• [What the exercise asks] Retype, word for word, every line of the records below starting at the one that contains "let window = clip.map(|vertex|" and ending at the one that contains "let max = a.max(b).max(c).ceil();"; include both of those lines and nothing more.

===== Extracted material =====

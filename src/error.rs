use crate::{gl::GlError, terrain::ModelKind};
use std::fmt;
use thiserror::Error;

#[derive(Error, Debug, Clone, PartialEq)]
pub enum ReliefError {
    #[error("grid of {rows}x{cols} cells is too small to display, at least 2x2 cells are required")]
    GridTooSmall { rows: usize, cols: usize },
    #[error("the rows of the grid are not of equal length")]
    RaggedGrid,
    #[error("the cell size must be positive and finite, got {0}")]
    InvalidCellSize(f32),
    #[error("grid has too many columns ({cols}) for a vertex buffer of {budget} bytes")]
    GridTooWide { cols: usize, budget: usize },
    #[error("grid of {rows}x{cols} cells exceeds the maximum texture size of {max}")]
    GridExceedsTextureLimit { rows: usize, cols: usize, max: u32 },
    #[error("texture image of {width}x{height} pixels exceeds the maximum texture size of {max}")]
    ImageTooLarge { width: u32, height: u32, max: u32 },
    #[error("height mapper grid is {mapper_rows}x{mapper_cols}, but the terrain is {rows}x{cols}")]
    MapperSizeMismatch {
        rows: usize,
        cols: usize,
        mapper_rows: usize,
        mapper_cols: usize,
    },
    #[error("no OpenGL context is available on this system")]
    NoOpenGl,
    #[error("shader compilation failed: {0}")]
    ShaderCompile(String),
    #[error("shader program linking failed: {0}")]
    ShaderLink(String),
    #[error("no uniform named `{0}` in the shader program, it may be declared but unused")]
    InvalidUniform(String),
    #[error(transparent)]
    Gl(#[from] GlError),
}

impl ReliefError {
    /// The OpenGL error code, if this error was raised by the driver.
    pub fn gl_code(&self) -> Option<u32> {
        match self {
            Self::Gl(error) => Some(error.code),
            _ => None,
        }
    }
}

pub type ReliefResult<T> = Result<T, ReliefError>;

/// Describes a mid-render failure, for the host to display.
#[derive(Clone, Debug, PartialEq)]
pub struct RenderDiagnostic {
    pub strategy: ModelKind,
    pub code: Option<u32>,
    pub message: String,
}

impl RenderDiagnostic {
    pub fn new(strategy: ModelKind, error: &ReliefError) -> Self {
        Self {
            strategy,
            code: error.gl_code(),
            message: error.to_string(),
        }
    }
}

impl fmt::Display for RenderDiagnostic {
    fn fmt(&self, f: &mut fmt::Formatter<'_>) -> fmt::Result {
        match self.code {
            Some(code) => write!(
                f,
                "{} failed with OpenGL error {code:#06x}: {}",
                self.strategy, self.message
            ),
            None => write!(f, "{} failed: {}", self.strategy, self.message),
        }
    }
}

=====
===== Extracted material =====

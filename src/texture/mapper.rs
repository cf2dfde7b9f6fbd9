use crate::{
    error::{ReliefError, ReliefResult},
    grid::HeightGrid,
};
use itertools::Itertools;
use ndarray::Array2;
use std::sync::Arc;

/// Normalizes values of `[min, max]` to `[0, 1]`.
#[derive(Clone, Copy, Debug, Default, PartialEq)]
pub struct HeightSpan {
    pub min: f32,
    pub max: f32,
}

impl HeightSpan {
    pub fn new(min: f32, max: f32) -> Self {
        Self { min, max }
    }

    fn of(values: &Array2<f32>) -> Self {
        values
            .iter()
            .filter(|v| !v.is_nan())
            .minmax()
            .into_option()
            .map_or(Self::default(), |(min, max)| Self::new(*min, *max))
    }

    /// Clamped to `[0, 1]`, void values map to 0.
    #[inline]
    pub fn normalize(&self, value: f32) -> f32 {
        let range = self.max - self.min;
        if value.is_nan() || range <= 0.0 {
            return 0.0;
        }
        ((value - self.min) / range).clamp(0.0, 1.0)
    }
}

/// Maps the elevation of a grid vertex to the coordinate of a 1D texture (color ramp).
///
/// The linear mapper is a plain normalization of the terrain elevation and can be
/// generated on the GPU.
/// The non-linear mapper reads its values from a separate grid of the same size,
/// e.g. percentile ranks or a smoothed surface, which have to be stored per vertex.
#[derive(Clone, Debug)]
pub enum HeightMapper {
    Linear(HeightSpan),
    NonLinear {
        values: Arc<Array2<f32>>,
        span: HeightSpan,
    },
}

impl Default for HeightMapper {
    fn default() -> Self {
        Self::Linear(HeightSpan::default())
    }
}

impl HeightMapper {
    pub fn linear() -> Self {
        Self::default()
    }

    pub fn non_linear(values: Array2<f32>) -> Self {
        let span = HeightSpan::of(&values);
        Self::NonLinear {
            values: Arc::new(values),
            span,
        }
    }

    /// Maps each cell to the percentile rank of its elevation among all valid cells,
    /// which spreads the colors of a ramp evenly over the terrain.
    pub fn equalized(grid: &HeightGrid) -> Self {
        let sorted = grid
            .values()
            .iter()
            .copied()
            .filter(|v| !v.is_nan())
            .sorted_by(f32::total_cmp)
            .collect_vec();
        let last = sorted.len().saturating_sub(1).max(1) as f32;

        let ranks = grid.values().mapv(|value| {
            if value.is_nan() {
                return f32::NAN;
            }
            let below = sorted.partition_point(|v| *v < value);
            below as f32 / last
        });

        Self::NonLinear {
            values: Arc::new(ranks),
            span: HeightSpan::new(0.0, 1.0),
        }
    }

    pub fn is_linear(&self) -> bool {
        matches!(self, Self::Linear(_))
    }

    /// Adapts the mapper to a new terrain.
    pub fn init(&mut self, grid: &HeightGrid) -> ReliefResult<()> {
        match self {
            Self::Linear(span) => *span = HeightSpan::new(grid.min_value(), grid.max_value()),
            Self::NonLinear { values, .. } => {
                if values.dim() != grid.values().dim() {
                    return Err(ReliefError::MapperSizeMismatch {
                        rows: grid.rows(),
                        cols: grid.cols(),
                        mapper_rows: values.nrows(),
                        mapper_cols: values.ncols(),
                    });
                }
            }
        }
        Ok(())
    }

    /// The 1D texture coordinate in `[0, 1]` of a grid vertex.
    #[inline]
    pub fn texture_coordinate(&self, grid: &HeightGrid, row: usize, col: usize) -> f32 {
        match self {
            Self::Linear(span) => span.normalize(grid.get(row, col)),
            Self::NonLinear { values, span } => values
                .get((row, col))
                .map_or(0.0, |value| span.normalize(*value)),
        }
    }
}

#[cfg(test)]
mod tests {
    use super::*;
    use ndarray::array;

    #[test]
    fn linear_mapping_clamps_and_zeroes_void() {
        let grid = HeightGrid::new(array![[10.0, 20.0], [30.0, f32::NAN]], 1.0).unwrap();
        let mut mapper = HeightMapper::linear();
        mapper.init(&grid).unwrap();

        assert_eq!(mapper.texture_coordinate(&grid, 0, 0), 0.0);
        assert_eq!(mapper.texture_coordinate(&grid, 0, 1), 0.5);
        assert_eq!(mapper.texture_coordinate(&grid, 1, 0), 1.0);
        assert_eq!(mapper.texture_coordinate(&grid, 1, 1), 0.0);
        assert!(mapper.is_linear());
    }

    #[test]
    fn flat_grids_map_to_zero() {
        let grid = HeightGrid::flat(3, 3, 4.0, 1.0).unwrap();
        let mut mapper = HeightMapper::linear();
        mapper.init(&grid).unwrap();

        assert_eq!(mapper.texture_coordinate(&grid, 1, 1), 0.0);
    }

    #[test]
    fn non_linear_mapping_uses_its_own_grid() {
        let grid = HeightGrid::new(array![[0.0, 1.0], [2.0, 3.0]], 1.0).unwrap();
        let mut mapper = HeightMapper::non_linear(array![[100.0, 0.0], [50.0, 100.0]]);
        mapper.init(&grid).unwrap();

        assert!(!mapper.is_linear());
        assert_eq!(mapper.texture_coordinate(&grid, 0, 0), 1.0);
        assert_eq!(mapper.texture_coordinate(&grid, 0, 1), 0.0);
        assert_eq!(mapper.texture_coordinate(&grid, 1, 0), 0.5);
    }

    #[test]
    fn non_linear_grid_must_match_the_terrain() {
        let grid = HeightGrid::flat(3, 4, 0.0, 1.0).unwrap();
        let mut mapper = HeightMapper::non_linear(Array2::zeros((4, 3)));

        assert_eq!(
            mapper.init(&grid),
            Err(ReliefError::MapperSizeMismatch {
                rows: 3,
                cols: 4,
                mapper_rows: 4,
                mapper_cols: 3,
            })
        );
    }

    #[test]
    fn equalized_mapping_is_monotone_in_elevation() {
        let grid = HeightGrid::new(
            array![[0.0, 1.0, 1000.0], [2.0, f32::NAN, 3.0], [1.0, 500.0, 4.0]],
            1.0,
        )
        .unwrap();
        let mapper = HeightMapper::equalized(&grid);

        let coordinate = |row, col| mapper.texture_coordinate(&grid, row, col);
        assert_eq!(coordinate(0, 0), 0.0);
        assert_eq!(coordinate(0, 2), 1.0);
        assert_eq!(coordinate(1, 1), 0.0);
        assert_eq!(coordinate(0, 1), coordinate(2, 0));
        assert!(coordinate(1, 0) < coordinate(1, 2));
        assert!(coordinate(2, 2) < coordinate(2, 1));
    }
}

=====
===== Extracted material =====

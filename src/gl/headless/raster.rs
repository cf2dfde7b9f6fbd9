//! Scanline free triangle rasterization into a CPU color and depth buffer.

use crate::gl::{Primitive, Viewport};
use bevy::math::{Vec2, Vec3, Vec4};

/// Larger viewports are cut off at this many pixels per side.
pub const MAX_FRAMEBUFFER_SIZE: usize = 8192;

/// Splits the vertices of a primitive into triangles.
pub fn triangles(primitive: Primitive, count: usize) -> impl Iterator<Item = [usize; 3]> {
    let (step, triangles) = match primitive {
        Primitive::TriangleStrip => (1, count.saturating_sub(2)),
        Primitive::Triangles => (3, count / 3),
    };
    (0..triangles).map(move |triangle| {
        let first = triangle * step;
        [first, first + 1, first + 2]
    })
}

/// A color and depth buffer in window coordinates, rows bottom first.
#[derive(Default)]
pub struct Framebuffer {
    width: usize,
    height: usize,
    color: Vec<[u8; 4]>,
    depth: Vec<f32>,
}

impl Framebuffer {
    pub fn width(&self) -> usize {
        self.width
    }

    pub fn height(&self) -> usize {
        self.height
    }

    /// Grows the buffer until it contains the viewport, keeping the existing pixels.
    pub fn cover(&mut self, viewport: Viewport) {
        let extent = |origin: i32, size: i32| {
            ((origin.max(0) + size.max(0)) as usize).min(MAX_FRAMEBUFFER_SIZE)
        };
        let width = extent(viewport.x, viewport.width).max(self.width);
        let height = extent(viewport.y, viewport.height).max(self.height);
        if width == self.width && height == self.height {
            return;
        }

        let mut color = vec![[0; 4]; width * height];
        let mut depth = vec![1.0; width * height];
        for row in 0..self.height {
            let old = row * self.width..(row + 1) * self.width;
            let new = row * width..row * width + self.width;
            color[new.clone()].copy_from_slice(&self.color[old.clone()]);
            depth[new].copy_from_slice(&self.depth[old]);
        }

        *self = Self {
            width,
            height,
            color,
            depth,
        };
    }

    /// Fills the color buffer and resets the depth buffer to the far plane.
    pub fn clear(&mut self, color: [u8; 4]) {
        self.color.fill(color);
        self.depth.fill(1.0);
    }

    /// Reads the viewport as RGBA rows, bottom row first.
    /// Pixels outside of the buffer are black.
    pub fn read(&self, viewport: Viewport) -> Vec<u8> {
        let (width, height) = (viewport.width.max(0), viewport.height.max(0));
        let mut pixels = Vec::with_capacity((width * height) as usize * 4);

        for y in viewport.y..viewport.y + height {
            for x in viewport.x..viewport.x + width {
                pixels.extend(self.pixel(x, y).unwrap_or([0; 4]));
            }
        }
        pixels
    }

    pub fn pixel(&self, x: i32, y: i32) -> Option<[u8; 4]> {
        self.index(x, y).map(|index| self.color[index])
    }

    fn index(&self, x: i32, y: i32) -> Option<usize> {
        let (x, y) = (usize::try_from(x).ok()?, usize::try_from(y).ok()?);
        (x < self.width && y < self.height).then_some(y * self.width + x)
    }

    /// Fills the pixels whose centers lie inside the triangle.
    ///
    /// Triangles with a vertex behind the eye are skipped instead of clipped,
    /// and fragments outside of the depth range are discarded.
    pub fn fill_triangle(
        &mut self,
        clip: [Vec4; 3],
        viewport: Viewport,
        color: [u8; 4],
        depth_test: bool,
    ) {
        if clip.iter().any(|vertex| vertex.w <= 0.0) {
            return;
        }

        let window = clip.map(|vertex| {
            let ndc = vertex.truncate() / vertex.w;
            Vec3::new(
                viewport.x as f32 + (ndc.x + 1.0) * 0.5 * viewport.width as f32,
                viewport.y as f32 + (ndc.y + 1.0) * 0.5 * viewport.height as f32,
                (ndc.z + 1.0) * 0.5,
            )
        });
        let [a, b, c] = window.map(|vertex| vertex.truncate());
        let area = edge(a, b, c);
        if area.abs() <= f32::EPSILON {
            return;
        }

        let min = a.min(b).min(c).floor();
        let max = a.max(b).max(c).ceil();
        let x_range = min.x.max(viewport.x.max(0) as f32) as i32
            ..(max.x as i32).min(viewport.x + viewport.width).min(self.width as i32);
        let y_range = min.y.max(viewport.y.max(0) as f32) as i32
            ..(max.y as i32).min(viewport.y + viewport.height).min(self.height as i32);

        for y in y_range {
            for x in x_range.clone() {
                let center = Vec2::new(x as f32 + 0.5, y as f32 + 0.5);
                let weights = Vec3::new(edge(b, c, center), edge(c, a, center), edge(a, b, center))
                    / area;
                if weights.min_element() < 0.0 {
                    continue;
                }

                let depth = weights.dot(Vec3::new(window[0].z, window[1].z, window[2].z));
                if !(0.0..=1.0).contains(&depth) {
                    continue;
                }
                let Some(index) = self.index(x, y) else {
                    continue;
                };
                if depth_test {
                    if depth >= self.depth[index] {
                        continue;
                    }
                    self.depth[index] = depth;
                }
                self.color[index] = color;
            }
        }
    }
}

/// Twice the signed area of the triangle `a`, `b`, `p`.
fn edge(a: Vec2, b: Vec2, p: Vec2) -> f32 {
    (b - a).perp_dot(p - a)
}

=====

• [Result of this exercise]
        let window = clip.map(|vertex| {
            let ndc = vertex.truncate() / vertex.w;
            Vec3::new(
                viewport.x as f32 + (ndc.x + 1.0) * 0.5 * viewport.width as f32,
                viewport.y as f32 + (ndc.y + 1.0) * 0.5 * viewport.height as f32,
                (ndc.z + 1.0) * 0.5,
            )
        });
        let [a, b, c] = window.map(|vertex| vertex.truncate());
        let area = edge(a, b, c);
        if area.abs() <= f32::EPSILON {
            return;
        }

        let min = a.min(b).min(c).floor();
        let max = a.max(b).max(c).ceil();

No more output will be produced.